» **RECORD EXCERPTS**:
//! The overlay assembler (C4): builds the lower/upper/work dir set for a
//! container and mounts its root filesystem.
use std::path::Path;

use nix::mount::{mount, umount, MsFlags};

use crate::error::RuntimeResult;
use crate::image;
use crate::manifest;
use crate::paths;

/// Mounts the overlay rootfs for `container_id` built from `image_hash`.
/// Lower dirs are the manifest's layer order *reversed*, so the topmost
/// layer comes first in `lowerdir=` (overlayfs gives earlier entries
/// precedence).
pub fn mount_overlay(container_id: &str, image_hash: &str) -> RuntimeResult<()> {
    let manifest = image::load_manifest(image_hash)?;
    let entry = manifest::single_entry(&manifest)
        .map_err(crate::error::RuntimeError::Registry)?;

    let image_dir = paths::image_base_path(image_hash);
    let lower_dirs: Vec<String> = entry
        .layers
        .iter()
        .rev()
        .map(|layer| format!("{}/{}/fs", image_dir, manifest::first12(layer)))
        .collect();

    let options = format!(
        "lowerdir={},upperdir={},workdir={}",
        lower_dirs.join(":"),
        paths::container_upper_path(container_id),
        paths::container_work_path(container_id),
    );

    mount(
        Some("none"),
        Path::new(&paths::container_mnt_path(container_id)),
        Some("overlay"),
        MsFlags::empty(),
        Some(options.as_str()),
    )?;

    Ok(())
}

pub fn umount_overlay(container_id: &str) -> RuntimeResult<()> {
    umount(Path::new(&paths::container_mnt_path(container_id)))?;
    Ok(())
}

» **EXERCISE OBJECTIVE**: Show all lines of the material in which the word "crate" can be found.

» **ANSWER**:
use crate::error::RuntimeResult;
use crate::image;
use crate::manifest;
use crate::paths;
        .map_err(crate::error::RuntimeError::Registry)?;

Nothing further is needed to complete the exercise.